Cada reunión interna es una oportunidad para sacar lo mejor del equipo
En muchos pequeños despachos, las reuniones internas siguen viéndose como una interrupción del trabajo diario. Se aplazan, se improvisan o, sencillamente, se evitan con la idea de que “hay cosas más urgentes”. Sin embargo, esa percepción suele ser engañosa.
No se trata de reunirse por reunirse, ni de llenar la agenda con encuentros interminables que desgastan y no resuelven nada. Se trata de entender que una reunión bien planteada puede servir para alinear criterios, detectar tensiones antes de que crezcan, ordenar prioridades, compartir información relevante y reforzar la implicación de quienes forman parte del despacho.

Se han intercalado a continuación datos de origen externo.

use pingpong_store::CompletedFields;
use pingpong_types::Exchange;
use tracing::debug;

use super::Executor;
use crate::error::CoreError;

impl Executor {
    /// spec §4.D.i. In normal mode a `Pong` only completes an exchange
    /// whose stored record is `PongIssued` with a matching `pongHash` —
    /// anything else is someone else's pong, or a stale duplicate, and
    /// is ignored. In recovery mode the sender's identity is the only
    /// signal we trust, since storage may have just been wiped.
    pub(crate) async fn process_pongs(&self, from_block: u64, to_block: u64, recovery: bool) -> Result<(), CoreError> {
        let pongs = self.gateway.get_pongs(from_block, to_block).await?;

        for pong in pongs {
            if recovery {
                let tx = self
                    .gateway
                    .get_transaction(pong.tx_hash)
                    .await?
                    .ok_or(CoreError::MissingTransaction(pong.tx_hash))?;

                if tx.from != self.gateway.wallet_address() {
                    debug!(ping_hash = %pong.ping_hash, pong_hash = %pong.tx_hash, "ignoring pong from another wallet");
                    continue;
                }

                self.store.put_completed_exchange(CompletedFields {
                    ping_hash:      pong.ping_hash,
                    ping_block:     None,
                    pong_hash:      pong.tx_hash,
                    pong_block:     pong.block_number,
                    pong_nonce:     tx.nonce,
                    pong_timestamp: None
                })?;
            } else {
                match self.store.get_exchange(pong.ping_hash)? {
                    Some(Exchange::PongIssued { pong_hash, ping_block, pong_nonce, pong_timestamp, .. })
                        if pong_hash == pong.tx_hash =>
                    {
                        self.store.put_completed_exchange(CompletedFields {
                            ping_hash:      pong.ping_hash,
                            ping_block:     Some(ping_block),
                            pong_hash:      pong.tx_hash,
                            pong_block:     pong.block_number,
                            pong_nonce,
                            pong_timestamp: Some(pong_timestamp)
                        })?;
                    }
                    other => {
                        debug!(
                            ping_hash = %pong.ping_hash,
                            pong_hash = %pong.tx_hash,
                            stored = ?other,
                            "ignoring pong that doesn't match our stored PongIssued record"
                        );
                    }
                }
            }
        }

        Ok(())
    }
}
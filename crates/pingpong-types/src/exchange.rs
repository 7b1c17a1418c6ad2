use alloy_primitives::B256;
use serde::{Deserialize, Serialize};

/// The lifecycle of one ping/pong pair, keyed by the ping transaction hash.
///
/// Forward-only: `Detected -> PongIssued -> Completed`. The mempool-scan
/// phase of recovery is the one exception allowed by spec §3 invariant 2 —
/// it may install a `PongIssued` where no `Detected` record ever existed.
#[derive(Debug, Clone, PartialEq, Eq, Serialize, Deserialize)]
#[serde(tag = "state")]
pub enum Exchange {
    Detected {
        ping_hash: B256,
        ping_block: u64
    },
    PongIssued {
        ping_hash: B256,
        ping_block: u64,
        pong_hash: B256,
        pong_nonce: u64,
        pong_timestamp: u64
    },
    Completed {
        ping_hash: B256,
        ping_block: Option<u64>,
        pong_hash: B256,
        pong_block: u64,
        pong_nonce: u64,
        pong_timestamp: Option<u64>
    }
}

impl Exchange {
    pub fn ping_hash(&self) -> B256 {
        match self {
            Exchange::Detected { ping_hash, .. } => *ping_hash,
            Exchange::PongIssued { ping_hash, .. } => *ping_hash,
            Exchange::Completed { ping_hash, .. } => *ping_hash
        }
    }

    pub fn as_detected(&self) -> Option<(B256, u64)> {
        match self {
            Exchange::Detected { ping_hash, ping_block } => Some((*ping_hash, *ping_block)),
            _ => None
        }
    }

    pub fn as_pong_issued(&self) -> Option<(B256, u64, B256, u64, u64)> {
        match self {
            Exchange::PongIssued { ping_hash, ping_block, pong_hash, pong_nonce, pong_timestamp } => {
                Some((*ping_hash, *ping_block, *pong_hash, *pong_nonce, *pong_timestamp))
            }
            _ => None
        }
    }

    pub fn is_completed(&self) -> bool {
        matches!(self, Exchange::Completed { .. })
    }

    /// Rank used to enforce the forward-only ordering: `Detected(0) < PongIssued(1) < Completed(2)`.
    pub fn rank(&self) -> u8 {
        match self {
            Exchange::Detected { .. } => 0,
            Exchange::PongIssued { .. } => 1,
            Exchange::Completed { .. } => 2
        }
    }
}
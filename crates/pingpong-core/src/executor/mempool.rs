use pingpong_store::PongIssuedFields;

use super::Executor;
use crate::error::CoreError;

impl Executor {
    /// spec §4.D.v, run only during `RecoveryStart`. Lets a
    /// freshly-reinitialized bot rediscover pongs it had in flight
    /// before a crash, so recovery never double-issues for them.
    pub(crate) async fn process_mempool(&self) -> Result<(), CoreError> {
        let pongs = self.gateway.scan_my_mempool_pongs().await?;

        for pong in pongs {
            self.store.put_pong_issued(PongIssuedFields {
                ping_hash:      pong.ping_hash,
                ping_block:     pong.ping_block,
                pong_hash:      pong.pong_hash,
                pong_nonce:     pong.pong_nonce,
                pong_timestamp: None
            })?;
        }

        Ok(())
    }
}
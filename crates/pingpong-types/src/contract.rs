//! Wire-format constants for the observed contract (spec §6 "Wire
//! formats"): the `Ping()`/`Pong(bytes32)` event topics and the
//! `pong(bytes32)` function selector, all derived by the `sol!` macro
//! rather than hand-computed so they can never drift from the ABI.

use alloy_sol_types::sol;

sol! {
    #[derive(Debug)]
    interface PingPong {
        event Ping();
        event Pong(bytes32 indexed pingHash);

        function pong(bytes32 pingHash) external;
    }
}

pub use PingPong::{pongCall, Ping as PingEvent, Pong as PongEvent};
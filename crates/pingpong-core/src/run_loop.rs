use std::sync::{
    atomic::{AtomicBool, Ordering},
    Arc
};

use pingpong_gateway::ChainGateway;
use pingpong_store::ExchangeStore;
use pingpong_types::{BotConfig, IterationState};
use tokio::sync::Notify;
use tracing::{debug, error, info, instrument};

use crate::{error::CoreError, executor::Executor, planner::plan};

/// Component F (spec §4.F): `loop { iterate(); sleep(COOLDOWN_PERIOD) }`,
/// cooperating with a [`RunLoopHandle::stop`] caller to halt gracefully
/// between ticks rather than mid-iteration.
pub struct RunLoop {
    gateway:         Arc<dyn ChainGateway>,
    store:           Arc<dyn ExchangeStore>,
    executor:        Executor,
    config:          BotConfig,
    stop_requested:  Arc<AtomicBool>,
    wake_on_stop:    Arc<Notify>
}

/// A cheaply-cloneable handle that can request graceful shutdown from
/// outside the run loop — e.g. a signal handler.
#[derive(Clone)]
pub struct RunLoopHandle {
    stop_requested: Arc<AtomicBool>,
    wake_on_stop:   Arc<Notify>
}

impl RunLoopHandle {
    /// Requests a graceful halt. Lets the current iteration finish; the
    /// run loop resolves instead of sleeping once it does (spec §5
    /// "Cancellation / timeouts").
    pub fn stop(&self) {
        self.stop_requested.store(true, Ordering::SeqCst);
        self.wake_on_stop.notify_waiters();
    }
}

impl RunLoop {
    pub fn new(gateway: Arc<dyn ChainGateway>, store: Arc<dyn ExchangeStore>, config: BotConfig) -> Self {
        let executor = Executor::new(gateway.clone(), store.clone(), config.clone());
        Self {
            gateway,
            store,
            executor,
            config,
            stop_requested: Arc::new(AtomicBool::new(false)),
            wake_on_stop: Arc::new(Notify::new())
        }
    }

    pub fn handle(&self) -> RunLoopHandle {
        RunLoopHandle { stop_requested: self.stop_requested.clone(), wake_on_stop: self.wake_on_stop.clone() }
    }

    /// Runs until `stop()` is called on a handle or a fatal [`CoreError`]
    /// is hit (spec §7: only storage errors are fatal — everything else
    /// aborts the current iteration and is reconciled by the next tick's
    /// recovery pass).
    pub async fn run(&self) -> Result<(), CoreError> {
        loop {
            if let Err(err) = self.iterate().await {
                if err.is_fatal() {
                    error!(error = %err, "fatal error, exiting run loop");
                    return Err(err);
                }
                error!(error = %err, "iteration aborted; next tick will recover");
            }

            if self.stop_requested.load(Ordering::SeqCst) {
                info!("graceful shutdown requested, stopping run loop");
                return Ok(());
            }

            tokio::select! {
                _ = tokio::time::sleep(self.config.cooldown_period()) => {}
                _ = self.wake_on_stop.notified() => {}
            }

            if self.stop_requested.load(Ordering::SeqCst) {
                info!("graceful shutdown requested, stopping run loop");
                return Ok(());
            }
        }
    }

    #[instrument(skip(self))]
    async fn iterate(&self) -> Result<(), CoreError> {
        let previous = self.store.get_iteration()?;
        let head = self.gateway.current_block_height().await?;

        let Some(next) = plan(previous.as_ref(), head, &self.config) else {
            debug!(head, "nothing newly confirmed; skipping this tick");
            return Ok(());
        };

        // Durable barrier: the Started marker must land before any side
        // effect of this iteration becomes externally visible (spec §5).
        self.store.set_iteration(&next)?;
        self.executor.execute(&next).await?;
        self.store.set_iteration(&next.with_state(IterationState::Completed))?;

        Ok(())
    }
}
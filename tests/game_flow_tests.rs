//! Game flow scenarios - scoring, combos and the timed resolution chain

use pair_a_gone::core::{Board, GameEvent, GameState, Phase, ResolveStage, SelectOutcome};
use pair_a_gone::types::{SlotMark, SoundCue, MULTIPLIER_MIN, TOTAL_SLOTS};

fn cues(events: Vec<GameEvent>) -> Vec<SoundCue> {
    events
        .into_iter()
        .filter_map(|e| match e {
            GameEvent::Cue(c) => Some(c),
            _ => None,
        })
        .collect()
}

/// Match the pair at `(a, b)` at time `t` and run the whole resolution.
fn match_and_resolve(state: &mut GameState, a: usize, b: usize, t: u64) -> Vec<GameEvent> {
    assert_eq!(state.select(a, t), SelectOutcome::Selected);
    assert_eq!(state.select(b, t), SelectOutcome::Matched);
    state.update(t + 600);
    state.take_events()
}

#[test]
fn test_two_matches_then_a_miss() {
    // Two Mario pairs stacked in columns 0-1; after the first slide the second
    // pair moves up to slots 0/1 again.
    let board = Board::from_layout("00123 00412 34123 41234").unwrap();
    let mut state = GameState::with_board(5, 0, board);

    let first = cues(match_and_resolve(&mut state, 0, 1, 0));
    assert_eq!(state.score(), 15);
    assert!(!first.contains(&SoundCue::Combo));

    // Slide packs "123" from row 0 ahead of row 1, so the second Mario pair is
    // now at slots 3/4.
    assert_eq!(state.board().card(3), state.board().card(4));
    let second = cues(match_and_resolve(&mut state, 3, 4, 600));
    assert_eq!(state.score(), 35);
    assert_eq!(state.multiplier().combo(), 2);
    assert!(second.contains(&SoundCue::Combo));

    // Any non-adjacent pick is a miss.
    state.select(0, 2_000);
    assert_eq!(state.select(19, 2_000), SelectOutcome::Mismatched);
    let miss = cues(state.take_events());
    assert_eq!(
        miss,
        vec![SoundCue::Select, SoundCue::Invalid, SoundCue::ComboLost]
    );
    assert_eq!(state.multiplier().value(), MULTIPLIER_MIN);
    assert_eq!(state.multiplier().combo(), 0);
    assert_eq!(state.score(), 35);
}

#[test]
fn test_resolution_order_of_cues() {
    let board = Board::from_layout("00... ..... ..... .....").unwrap();
    let mut state = GameState::with_board(5, 100, board);

    state.select(0, 0);
    state.select(1, 0);
    assert_eq!(cues(state.take_events()), vec![SoundCue::Select, SoundCue::Match]);

    state.update(400);
    assert_eq!(cues(state.take_events()), vec![SoundCue::Slide]);
    state.update(500);
    assert_eq!(cues(state.take_events()), vec![SoundCue::Deal]);
}

#[test]
fn test_marks_follow_phases() {
    let board = Board::from_layout("00... ..... ..... .....").unwrap();
    let mut state = GameState::with_board(5, 0, board);

    state.select(0, 0);
    assert_eq!(state.marks()[0], SlotMark::Selected);
    state.select(1, 0);
    assert_eq!(state.marks()[0], SlotMark::Matched);
    assert_eq!(state.marks()[1], SlotMark::Matched);

    state.update(400);
    assert!(matches!(
        state.phase(),
        Phase::Resolving {
            stage: ResolveStage::Sliding,
            ..
        }
    ));
    assert!(state.marks().iter().all(|&m| m == SlotMark::Normal));
}

#[test]
fn test_board_without_pairs_ends_after_refill() {
    // No pair anywhere: the only way in is a prepared board, and the game only
    // notices at the end of a refill cycle. Match something first.
    let board = Board::from_layout("55012 34234 01401 23123").unwrap();
    let mut state = GameState::with_board(9, 0, board);

    let events = match_and_resolve(&mut state, 0, 1, 0);
    assert!(state.game_over());
    assert!(events.contains(&GameEvent::GameOver {
        score: 15,
        new_high_score: true
    }));
    assert!(!state.board().has_valid_move());
}

#[test]
fn test_matches_grow_type_pool() {
    let mut state = GameState::new(77, 0);
    state.start();
    let mut t = 0u64;
    while state.matches() < 5 && !state.game_over() {
        let (a, b) = state.board().find_valid_move().unwrap();
        match_and_resolve(&mut state, a, b, t);
        t += 1_000;
    }
    assert!(!state.game_over());
    assert_eq!(state.matches(), 5);
    assert_eq!(state.snapshot().type_count, 6);
}

#[test]
fn test_playthrough_keeps_board_full_between_turns() {
    let mut state = GameState::new(31337, 0);
    state.start();
    let mut t = 0u64;
    for _ in 0..50 {
        if state.game_over() {
            break;
        }
        let (a, b) = state.board().find_valid_move().unwrap();
        match_and_resolve(&mut state, a, b, t);
        t += 1_000;
        assert_eq!(state.board().occupied_count(), TOTAL_SLOTS);
    }
    assert!(state.score() >= 15);
    assert!(state.high_score() >= state.score());
}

En una firma pequeña, además, la reunión interna tiene un valor añadido: permite que el titular deje de ser únicamente quien dirige, corrige o decide, para convertirse también en quien escucha, canaliza, orienta y da sentido al trabajo colectivo. Ahí está, en realidad, una de las claves.
Reunirse no es perder tiempo, sino invertirlo mejor
Es verdad que una reunión no factura directamente. Mientras el equipo está sentado alrededor de una mesa, no se está cerrando una contabilidad, preparando una demanda o revisando una liquidación. Pero también es verdad que muchas horas se pierden después por falta de coordinación, malentendidos, duplicidades, decisiones mal transmitidas o criterios no compartidos.
Una reunión interna útil evita precisamente eso. Ayuda a que el equipo tenga claro qué se espera de cada persona, qué preocupa en ese momento, qué problemas se están repitiendo y qué asuntos requieren una respuesta común. Cuando esto se trabaja con cierta periodicidad, el despacho gana coherencia, reduce fricciones y mejora su funcionamiento diario.